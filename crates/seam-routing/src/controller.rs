// Copyright (c) 2025 Geoffrey Huntley <ghuntley@ghuntley.com>. All rights reserved.
// SPDX-License-Identifier: Proprietary

//! Installs and verifies the marking rule and the policy-routing rule/table.
//!
//! The marking rule is check-then-insert: repeated convergence cycles must
//! never stack duplicate rules. The routing rule is remove-then-insert,
//! which is cheap and atomic enough at that layer. Partial failures are not
//! rolled back; a superset of marking state is safe.

use std::sync::Arc;
use tracing::{debug, info, instrument};

use crate::error::Result;
use crate::firewall::PacketFilter;
use crate::policy::RoutingPolicy;
use crate::routes::PolicyRouting;

pub struct RouteController {
	policy: RoutingPolicy,
	filter: Arc<dyn PacketFilter>,
	routing: Arc<dyn PolicyRouting>,
}

impl RouteController {
	pub fn new(
		policy: RoutingPolicy,
		filter: Arc<dyn PacketFilter>,
		routing: Arc<dyn PolicyRouting>,
	) -> Self {
		Self {
			policy,
			filter,
			routing,
		}
	}

	pub fn policy(&self) -> &RoutingPolicy {
		&self.policy
	}

	/// Ensure exactly one marking rule references the policy set.
	#[instrument(skip(self), fields(set = %self.policy.set_name, mark = self.policy.fwmark))]
	pub async fn install_mark_rule(&self) -> Result<()> {
		let present = self
			.filter
			.mark_rule_present(&self.policy.set_name, self.policy.fwmark)
			.await?;

		if present {
			debug!("mark rule already installed");
			return Ok(());
		}

		self
			.filter
			.install_mark_rule(&self.policy.set_name, self.policy.fwmark)
			.await?;
		info!("installed mark rule");
		Ok(())
	}

	/// Ensure the fwmark rule binds to the routing table and the table's
	/// default route points at the tunnel interface.
	#[instrument(skip(self), fields(mark = self.policy.fwmark, table = self.policy.table))]
	pub async fn install_routing_rule(&self) -> Result<()> {
		// The rule may not exist yet; removal failure is expected then.
		if let Err(e) = self
			.routing
			.remove_rule(self.policy.fwmark, self.policy.table)
			.await
		{
			debug!(error = %e, "no existing routing rule to remove");
		}

		self
			.routing
			.add_rule(self.policy.fwmark, self.policy.table)
			.await?;

		self
			.routing
			.set_default_route(self.policy.table, &self.policy.interface)
			.await?;

		debug!(interface = %self.policy.interface, "routing rule installed");
		Ok(())
	}

	/// Durably save the packet-filter rule set.
	#[instrument(skip(self))]
	pub async fn persist(&self) -> Result<()> {
		self.filter.persist().await?;
		Ok(())
	}
}
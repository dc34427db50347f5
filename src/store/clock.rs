//! Clock abstraction so time-dependent stores can be driven from tests.

use std::sync::Arc;

use chrono::{DateTime, Duration as ChronoDuration, Utc};
use parking_lot::Mutex;

/// Source of wall-clock time for a counter store.
pub trait Clock: Send + Sync + std::fmt::Debug {
    /// Current instant according to this clock.
    fn now(&self) -> DateTime<Utc>;
}

/// Clock backed by the system wall clock.
#[derive(Debug, Default, Clone, Copy)]
pub struct SystemClock;

impl Clock for SystemClock {
    fn now(&self) -> DateTime<Utc> {
        Utc::now()
    }
}

/// Manually driven clock for deterministic tests.
///
/// Clones share the same underlying instant, so a test can keep one handle
/// while the store owns another.
#[derive(Debug, Clone)]
pub struct ManualClock {
    now: Arc<Mutex<DateTime<Utc>>>,
}

impl ManualClock {
    /// Create a clock frozen at `start`.
    pub fn new(start: DateTime<Utc>) -> Self {
        Self {
            now: Arc::new(Mutex::new(start)),
        }
    }

    /// Move the clock to an absolute instant.
    pub fn set(&self, instant: DateTime<Utc>) {
        *self.now.lock() = instant;
    }

    /// Move the clock forward by `step`.
    pub fn advance(&self, step: std::time::Duration) {
        let mut now = self.now.lock();
        let next = ChronoDuration::from_std(step)
            .ok()
            .and_then(|step| now.checked_add_signed(step))
            .unwrap_or(DateTime::<Utc>::MAX_UTC);
        *now = next;
    }
}

impl Clock for ManualClock {
    fn now(&self) -> DateTime<Utc> {
        *self.now.lock()
    }
}

#[cfg(test)]
mod tests {
    use super::*;
    use chrono::TimeZone;
    use std::time::Duration;

    #[test]
    fn test_manual_clock_advances() {
        let start = Utc.with_ymd_and_hms(2024, 1, 1, 0, 0, 0).unwrap();
        let clock = ManualClock::new(start);

        clock.advance(Duration::from_secs(30));
        assert_eq!(clock.now(), start + ChronoDuration::seconds(30));
    }

    #[test]
    fn test_manual_clock_clones_share_time() {
        let start = Utc.with_ymd_and_hms(2024, 1, 1, 0, 0, 0).unwrap();
        let clock = ManualClock::new(start);
        let handle = clock.clone();

        handle.set(start + ChronoDuration::seconds(65));
        assert_eq!(clock.now(), start + ChronoDuration::seconds(65));
    }
}
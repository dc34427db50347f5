//! Configuration management for gatekeeper.
//!
//! Values are layered: built-in defaults, then an optional YAML file, then
//! environment variables prefixed with `GATEKEEPER` using `__` between
//! sections (`GATEKEEPER__STORE__URI`, `GATEKEEPER__RATE_LIMITING__LIMIT`).

use std::path::Path;

use serde::{Deserialize, Serialize};
use tracing::info;

use crate::connection::RetryConfig;
use crate::error::{GateError, Result};
use crate::ratelimit::Consistency;
use crate::store::validate_table_name;

/// Prefix for environment overrides.
pub const ENV_PREFIX: &str = "GATEKEEPER";

/// Main configuration for the gatekeeper service.
#[derive(Debug, Clone, Default, Serialize, Deserialize)]
pub struct GateConfig {
    /// Rate limiting configuration
    #[serde(default)]
    pub rate_limiting: RateLimitingConfig,

    /// Counter store configuration
    #[serde(default)]
    pub store: StoreConfig,
}

/// Rate limiting configuration.
#[derive(Debug, Clone, Serialize, Deserialize)]
pub struct RateLimitingConfig {
    /// Maximum admitted requests per identity per timespan
    #[serde(default = "default_limit")]
    pub limit: u64,

    /// Length of the trailing window in seconds
    #[serde(default = "default_timespan")]
    pub timespan_secs: u64,

    /// How counting and recording are paired
    #[serde(default)]
    pub consistency: Consistency,
}

impl Default for RateLimitingConfig {
    fn default() -> Self {
        Self {
            limit: default_limit(),
            timespan_secs: default_timespan(),
            consistency: Consistency::default(),
        }
    }
}

fn default_limit() -> u64 {
    100
}

fn default_timespan() -> u64 {
    3600
}

/// Counter store configuration.
#[derive(Debug, Clone, Serialize, Deserialize)]
pub struct StoreConfig {
    /// PostgreSQL connection URI
    #[serde(default)]
    pub uri: Option<String>,

    /// Table holding access records
    #[serde(default = "default_table")]
    pub table: String,

    /// Reconnect behaviour
    #[serde(default)]
    pub retry: RetryConfig,

    /// Seconds between measurements of the server clock offset
    #[serde(default = "default_clock_resync")]
    pub clock_resync_secs: u64,
}

impl Default for StoreConfig {
    fn default() -> Self {
        Self {
            uri: None,
            table: default_table(),
            retry: RetryConfig::default(),
            clock_resync_secs: default_clock_resync(),
        }
    }
}

fn default_table() -> String {
    "access".to_string()
}

fn default_clock_resync() -> u64 {
    60
}

impl GateConfig {
    /// Load configuration from an optional file plus environment overrides.
    pub fn load(path: Option<&Path>) -> Result<Self> {
        let mut builder = config::Config::builder();

        if let Some(path) = path {
            info!(path = %path.display(), "Loading configuration file");
            builder = builder.add_source(
                config::File::from(path)
                    .format(config::FileFormat::Yaml)
                    .required(true),
            );
        }

        let config: GateConfig = builder
            .add_source(
                config::Environment::with_prefix(ENV_PREFIX)
                    .prefix_separator("__")
                    .separator("__")
                    .try_parsing(true),
            )
            .build()?
            .try_deserialize()?;

        Ok(config)
    }

    /// Parse configuration from a YAML string.
    pub fn from_yaml(yaml: &str) -> Result<Self> {
        serde_yaml::from_str(yaml)
            .map_err(|e| GateError::Config(format!("Failed to parse configuration: {}", e)))
    }

    /// Reject configurations the service must not start with.
    pub fn validate(&self) -> Result<()> {
        if self.rate_limiting.limit == 0 {
            return Err(GateError::Config("rate_limiting.limit must be positive".to_string()));
        }
        if self.rate_limiting.timespan_secs == 0 {
            return Err(GateError::Config(
                "rate_limiting.timespan_secs must be positive".to_string(),
            ));
        }
        match self.store.uri.as_deref() {
            Some(uri) if !uri.trim().is_empty() => {}
            _ => return Err(GateError::Config("store.uri is not set".to_string())),
        }
        validate_table_name(&self.store.table)
    }
}
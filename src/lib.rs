//! Gatekeeper - Per-Client Admission Control
//!
//! This crate implements an admission-control gate: for each client address
//! it counts recent accesses in a persistent store, rejects clients that
//! exceeded the configured limit within a trailing timespan, and reports how
//! long they should wait. The store connection is kept alive by a retrying
//! connection manager that never gives up on its own.

pub mod config;
pub mod connection;
pub mod error;
pub mod identity;
pub mod ratelimit;
pub mod store;

pub use error::{GateError, Result};
pub use identity::ClientIdentity;
pub use ratelimit::{Consistency, Gate, Policy, Verdict};
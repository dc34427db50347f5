//! Gate facade: the single entry point callers hold on to.

use std::sync::Arc;
use std::time::Duration;

use tracing::info;

use super::engine::DecisionEngine;
use super::policy::{Consistency, Policy};
use super::verdict::Verdict;
use crate::config::RateLimitingConfig;
use crate::error::{GateError, Result};
use crate::store::CounterStore;

/// Admission gate over one counter store and one policy.
///
/// Construct it once at startup and share it (usually behind an `Arc`)
/// with whatever serves requests. It holds no mutable state of its own.
pub struct Gate {
    engine: DecisionEngine,
}

impl Gate {
    /// Start building a gate.
    pub fn builder() -> GateBuilder {
        GateBuilder::default()
    }

    /// Create a gate with the default consistency mode.
    pub fn new(store: Arc<dyn CounterStore>, limit: u64, timespan: Duration) -> Result<Self> {
        Self::builder()
            .store(store)
            .limit(limit)
            .timespan(timespan)
            .build()
    }

    /// Create a gate from the `rate_limiting` configuration section.
    pub fn from_config(store: Arc<dyn CounterStore>, config: &RateLimitingConfig) -> Result<Self> {
        Self::builder()
            .store(store)
            .limit(config.limit)
            .timespan(Duration::from_secs(config.timespan_secs))
            .consistency(config.consistency)
            .build()
    }

    /// Decide whether `identity` may proceed.
    ///
    /// `identity` must already be a bare client address; it is used as-is.
    /// This call can block for as long as the store's connection manager
    /// keeps retrying, so callers that need bounded latency should wrap it
    /// in their own timeout.
    pub async fn check(&self, identity: &str) -> Verdict {
        self.engine.evaluate(identity).await
    }

    /// The policy this gate enforces.
    pub fn policy(&self) -> &Policy {
        self.engine.policy()
    }
}

/// Builder validating every gate input once, at construction.
#[derive(Default)]
pub struct GateBuilder {
    store: Option<Arc<dyn CounterStore>>,
    limit: Option<u64>,
    timespan: Option<Duration>,
    consistency: Consistency,
}

impl GateBuilder {
    /// Counter store that holds the access log.
    pub fn store(mut self, store: Arc<dyn CounterStore>) -> Self {
        self.store = Some(store);
        self
    }

    /// Maximum admitted requests per identity per timespan.
    pub fn limit(mut self, limit: u64) -> Self {
        self.limit = Some(limit);
        self
    }

    /// Length of the trailing window.
    pub fn timespan(mut self, timespan: Duration) -> Self {
        self.timespan = Some(timespan);
        self
    }

    /// How counting and recording are paired. Defaults to count-then-insert.
    pub fn consistency(mut self, consistency: Consistency) -> Self {
        self.consistency = consistency;
        self
    }

    /// Validate the inputs and build the gate.
    pub fn build(self) -> Result<Gate> {
        let store = self
            .store
            .ok_or_else(|| GateError::Config("a counter store is required".to_string()))?;
        let limit = self
            .limit
            .ok_or_else(|| GateError::Config("a request limit is required".to_string()))?;
        let timespan = self
            .timespan
            .ok_or_else(|| GateError::Config("a timespan is required".to_string()))?;

        if self.consistency == Consistency::Atomic && !store.supports_atomic_admit() {
            return Err(GateError::Config(
                "atomic consistency requested but the store does not support it".to_string(),
            ));
        }

        let policy = Policy::new(limit, timespan)?.with_consistency(self.consistency);

        info!(
            limit = policy.limit(),
            timespan_secs = policy.timespan().as_secs_f64(),
            consistency = ?policy.consistency(),
            "Admission gate configured"
        );

        Ok(Gate {
            engine: DecisionEngine::new(store, policy),
        })
    }
}
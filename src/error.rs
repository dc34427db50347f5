//! Error types for the gatekeeper service.

use thiserror::Error;

use crate::store::StoreError;

/// Main error type for gatekeeper operations.
#[derive(Error, Debug)]
pub enum GateError {
    /// Configuration-related errors
    #[error("Configuration error: {0}")]
    Config(String),

    /// Configuration source could not be read or deserialized
    #[error("Configuration source error: {0}")]
    ConfigSource(#[from] config::ConfigError),

    /// A client address the caller could not turn into an identity
    #[error("Invalid client identity: {0}")]
    InvalidIdentity(String),

    /// Counter store errors
    #[error("Store error: {0}")]
    Store(#[from] StoreError),
}

/// Result type alias for gatekeeper operations.
pub type Result<T> = std::result::Result<T, GateError>;
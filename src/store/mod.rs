//! Counter store: the persistent log of client accesses.
//!
//! The decision engine only talks to the [`CounterStore`] trait, so the
//! same policy runs against PostgreSQL in production and against
//! [`MemoryStore`] in tests or single-process deployments.

mod clock;
mod memory;
mod postgres;

use async_trait::async_trait;
use chrono::{DateTime, Utc};
use thiserror::Error;

pub use clock::{Clock, ManualClock, SystemClock};
pub use memory::MemoryStore;
pub use postgres::{validate_table_name, PgConnection, PostgresConnector, PostgresStore};

/// Errors that can occur talking to a counter store.
#[derive(Debug, Error)]
pub enum StoreError {
    /// No store location was configured. Never retried.
    #[error("no store target configured")]
    MissingTarget,
    /// Opening a connection failed.
    #[error("failed to connect to store: {0}")]
    Connect(String),
    /// A connection opened but the backend did not answer the health probe.
    #[error("store health probe failed: {0}")]
    Probe(String),
    /// A query failed on a live PostgreSQL connection.
    #[error("store query failed: {0}")]
    Query(#[from] tokio_postgres::Error),
    /// A non-PostgreSQL backend reported a failure.
    #[error("store backend error: {0}")]
    Backend(String),
    /// The connection loop was cancelled before a connection was available.
    #[error("store connection manager is shutting down")]
    Shutdown,
    /// The store does not implement the requested operation.
    #[error("operation not supported by this store: {0}")]
    Unsupported(&'static str),
}

/// Result of counting one identity's accesses inside a window.
///
/// Both fields come from the same read, so the wait hint derived from
/// `oldest` always matches the count used for the decision.
#[derive(Debug, Clone, Copy, PartialEq, Eq)]
pub struct WindowCount {
    /// Number of access records strictly after the window start.
    pub count: u64,
    /// Earliest access inside the window, if any.
    pub oldest: Option<DateTime<Utc>>,
}

impl WindowCount {
    /// A window with no recorded accesses.
    pub fn empty() -> Self {
        Self {
            count: 0,
            oldest: None,
        }
    }
}

/// Capability set every counter backend provides.
#[async_trait]
pub trait CounterStore: Send + Sync {
    /// Current time according to the store.
    ///
    /// Window boundaries and new records are both stamped with this clock
    /// so a skewed caller cannot undercount.
    async fn now(&self) -> Result<DateTime<Utc>, StoreError>;

    /// Count the accesses recorded for `identity` after `window_start`.
    async fn count_since(
        &self,
        identity: &str,
        window_start: DateTime<Utc>,
    ) -> Result<WindowCount, StoreError>;

    /// Record one access. Not idempotent: every call adds a record.
    async fn append(&self, identity: &str, at: DateTime<Utc>) -> Result<(), StoreError>;

    /// Whether [`CounterStore::admit_if_below`] is implemented.
    fn supports_atomic_admit(&self) -> bool {
        false
    }

    /// Count and, if the count is below `limit`, append in one atomic step.
    ///
    /// Returns the count observed before the write; the caller admitted the
    /// access iff `count < limit`.
    async fn admit_if_below(
        &self,
        _identity: &str,
        _window_start: DateTime<Utc>,
        _at: DateTime<Utc>,
        _limit: u64,
    ) -> Result<WindowCount, StoreError> {
        Err(StoreError::Unsupported("atomic admission"))
    }
}
//! Rate decision engine.

use std::sync::Arc;
use std::time::Duration;

use chrono::{DateTime, Utc};
use tracing::{debug, error, trace, warn};

use super::policy::{Consistency, Policy};
use super::verdict::Verdict;
use crate::store::{CounterStore, StoreError, WindowCount};

/// Evaluates one identity's recent accesses against the policy.
///
/// Holds no per-call state, so one engine serves any number of concurrent
/// evaluations. All mutation happens in the store.
pub struct DecisionEngine {
    /// Backing access log
    store: Arc<dyn CounterStore>,
    /// Shared, immutable policy
    policy: Policy,
}

impl DecisionEngine {
    /// Create an engine over `store` enforcing `policy`.
    pub fn new(store: Arc<dyn CounterStore>, policy: Policy) -> Self {
        Self { store, policy }
    }

    /// The policy this engine enforces.
    pub fn policy(&self) -> &Policy {
        &self.policy
    }

    /// Decide whether `identity` may make another request right now.
    ///
    /// The window is `(now - timespan, now]` on the store's clock and is
    /// recomputed on every call. An access is recorded only when the count
    /// before the write is strictly below the limit.
    pub async fn evaluate(&self, identity: &str) -> Verdict {
        trace!(identity = %identity, "Evaluating admission");

        let now = match self.store.now().await {
            Ok(now) => now,
            Err(e) => return self.fail_closed(identity, e),
        };
        let window_start = now
            .checked_sub_signed(self.policy.window())
            .unwrap_or(DateTime::<Utc>::MIN_UTC);

        match self.policy.consistency() {
            Consistency::CountThenInsert => {
                self.count_then_insert(identity, window_start, now).await
            }
            Consistency::Atomic => self.admit_atomically(identity, window_start, now).await,
        }
    }

    async fn count_then_insert(
        &self,
        identity: &str,
        window_start: DateTime<Utc>,
        now: DateTime<Utc>,
    ) -> Verdict {
        let window = match self.store.count_since(identity, window_start).await {
            Ok(window) => window,
            Err(e) => return self.fail_closed(identity, e),
        };

        // >= because the access being evaluated would be one more on top.
        if window.count >= self.policy.limit() {
            return self.reject(identity, &window, now);
        }

        debug!(
            identity = %identity,
            count = window.count,
            limit = self.policy.limit(),
            "Admitting request"
        );

        match self.store.append(identity, now).await {
            Ok(()) => Verdict::admit(),
            Err(e) => {
                warn!(
                    identity = %identity,
                    error = %e,
                    "Admitted request but failed to record the access"
                );
                Verdict::admit().with_error(e)
            }
        }
    }

    async fn admit_atomically(
        &self,
        identity: &str,
        window_start: DateTime<Utc>,
        now: DateTime<Utc>,
    ) -> Verdict {
        let window = match self
            .store
            .admit_if_below(identity, window_start, now, self.policy.limit())
            .await
        {
            Ok(window) => window,
            Err(e) => return self.fail_closed(identity, e),
        };

        if window.count >= self.policy.limit() {
            return self.reject(identity, &window, now);
        }

        debug!(
            identity = %identity,
            count = window.count,
            limit = self.policy.limit(),
            "Admitting request"
        );
        Verdict::admit()
    }

    fn reject(&self, identity: &str, window: &WindowCount, now: DateTime<Utc>) -> Verdict {
        let wait = self.wait_hint(window.oldest, now);
        debug!(
            identity = %identity,
            count = window.count,
            limit = self.policy.limit(),
            wait_ms = wait.as_millis() as u64,
            "Rate limit exceeded"
        );
        Verdict::reject(wait)
    }

    fn fail_closed(&self, identity: &str, e: StoreError) -> Verdict {
        error!(
            identity = %identity,
            error = %e,
            "Counter store unavailable, rejecting request"
        );
        Verdict::fail_closed(self.policy.timespan(), e)
    }

    /// Time until the oldest in-window access ages out, clamped to
    /// `[0, timespan]`. Zero when there is no reference timestamp.
    fn wait_hint(&self, oldest: Option<DateTime<Utc>>, now: DateTime<Utc>) -> Duration {
        let Some(oldest) = oldest else {
            return Duration::ZERO;
        };
        match self.policy.window().checked_sub(&(now - oldest)) {
            Some(remaining) => remaining
                .to_std()
                .map(|wait| wait.min(self.policy.timespan()))
                .unwrap_or(Duration::ZERO),
            // Only reachable with a record far ahead of `now`.
            None => self.policy.timespan(),
        }
    }
}
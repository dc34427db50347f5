//! Outcome of one admission check.

use std::fmt;
use std::time::Duration;

use crate::store::StoreError;

/// Admit/reject decision plus how long a rejected client should wait.
///
/// `error` is set whenever the store misbehaved during the evaluation.
/// A count failure yields a rejected verdict with the error attached; a
/// failed write after an admit decision yields an admitted verdict with
/// the error attached, and the caller chooses what to do with it.
#[derive(Debug)]
pub struct Verdict {
    /// Whether the request must be refused
    pub rejected: bool,
    /// Suggested delay before retrying; zero when admitted
    pub wait: Duration,
    /// Store failure encountered while deciding, if any
    pub error: Option<StoreError>,
}

impl Verdict {
    /// An admitted request.
    pub fn admit() -> Self {
        Self {
            rejected: false,
            wait: Duration::ZERO,
            error: None,
        }
    }

    /// A request over the limit.
    pub fn reject(wait: Duration) -> Self {
        Self {
            rejected: true,
            wait,
            error: None,
        }
    }

    /// A rejection caused by the store being unable to answer.
    pub fn fail_closed(wait: Duration, error: StoreError) -> Self {
        Self {
            rejected: true,
            wait,
            error: Some(error),
        }
    }

    /// Attach a store error to an already decided verdict.
    pub fn with_error(mut self, error: StoreError) -> Self {
        self.error = Some(error);
        self
    }

    /// Whether the request may proceed.
    pub fn is_admitted(&self) -> bool {
        !self.rejected
    }

    /// Wait hint in fractional seconds, for client-facing messages.
    pub fn wait_secs_f64(&self) -> f64 {
        self.wait.as_secs_f64()
    }
}

impl fmt::Display for Verdict {
    fn fmt(&self, f: &mut fmt::Formatter<'_>) -> fmt::Result {
        if self.rejected {
            write!(f, "rejected, retry in {:.3}s", self.wait_secs_f64())?;
        } else {
            write!(f, "admitted")?;
        }
        if let Some(ref error) = self.error {
            write!(f, " ({})", error)?;
        }
        Ok(())
    }
}
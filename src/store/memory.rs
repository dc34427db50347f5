//! In-memory counter store.

use std::sync::Arc;

use async_trait::async_trait;
use chrono::{DateTime, Utc};
use dashmap::DashMap;
use tracing::trace;

use super::{Clock, CounterStore, StoreError, SystemClock, WindowCount};

/// Counter store holding access records in process memory.
///
/// Records are never pruned, mirroring the append-only table the
/// PostgreSQL backend writes to.
#[derive(Debug)]
pub struct MemoryStore {
    /// Access timestamps per identity, in insertion order
    records: DashMap<String, Vec<DateTime<Utc>>>,
    /// Clock used to stamp the window
    clock: Arc<dyn Clock>,
}

impl MemoryStore {
    /// Create a store using the system clock.
    pub fn new() -> Self {
        Self::with_clock(Arc::new(SystemClock))
    }

    /// Create a store driven by the given clock.
    pub fn with_clock(clock: Arc<dyn Clock>) -> Self {
        Self {
            records: DashMap::new(),
            clock,
        }
    }

    /// Total number of records stored for `identity`, in or out of any window.
    pub fn record_count(&self, identity: &str) -> usize {
        self.records.get(identity).map(|r| r.len()).unwrap_or(0)
    }

    /// Number of identities with at least one record.
    pub fn identity_count(&self) -> usize {
        self.records.len()
    }

    fn window_of(timestamps: &[DateTime<Utc>], window_start: DateTime<Utc>) -> WindowCount {
        timestamps
            .iter()
            .filter(|ts| **ts > window_start)
            .fold(WindowCount::empty(), |acc, ts| WindowCount {
                count: acc.count + 1,
                oldest: Some(acc.oldest.map_or(*ts, |o| o.min(*ts))),
            })
    }
}

impl Default for MemoryStore {
    fn default() -> Self {
        Self::new()
    }
}

#[async_trait]
impl CounterStore for MemoryStore {
    async fn now(&self) -> Result<DateTime<Utc>, StoreError> {
        Ok(self.clock.now())
    }

    async fn count_since(
        &self,
        identity: &str,
        window_start: DateTime<Utc>,
    ) -> Result<WindowCount, StoreError> {
        let window = self
            .records
            .get(identity)
            .map(|r| Self::window_of(&r, window_start))
            .unwrap_or_else(WindowCount::empty);

        trace!(identity = %identity, count = window.count, "Counted in-memory accesses");
        Ok(window)
    }

    async fn append(&self, identity: &str, at: DateTime<Utc>) -> Result<(), StoreError> {
        self.records.entry(identity.to_string()).or_default().push(at);
        Ok(())
    }

    fn supports_atomic_admit(&self) -> bool {
        true
    }

    async fn admit_if_below(
        &self,
        identity: &str,
        window_start: DateTime<Utc>,
        at: DateTime<Utc>,
        limit: u64,
    ) -> Result<WindowCount, StoreError> {
        // The entry guard holds the shard lock across count and push.
        let mut records = self.records.entry(identity.to_string()).or_default();
        let window = Self::window_of(&records, window_start);
        if window.count < limit {
            records.push(at);
        }
        Ok(window)
    }
}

PROBLEM STATEMENT
Retype the records above exactly, from their first line through the line that contains "failures are not", and stop there.

EXERCISE OUTPUT
filename crates/seam-routing/src/controller.rs
// Copyright (c) 2025 Geoffrey Huntley <ghuntley@ghuntley.com>. All rights reserved.
// SPDX-License-Identifier: Proprietary

//! Installs and verifies the marking rule and the policy-routing rule/table.
//!
//! The marking rule is check-then-insert: repeated convergence cycles must
//! never stack duplicate rules. The routing rule is remove-then-insert,
//! which is cheap and atomic enough at that layer. Partial failures are not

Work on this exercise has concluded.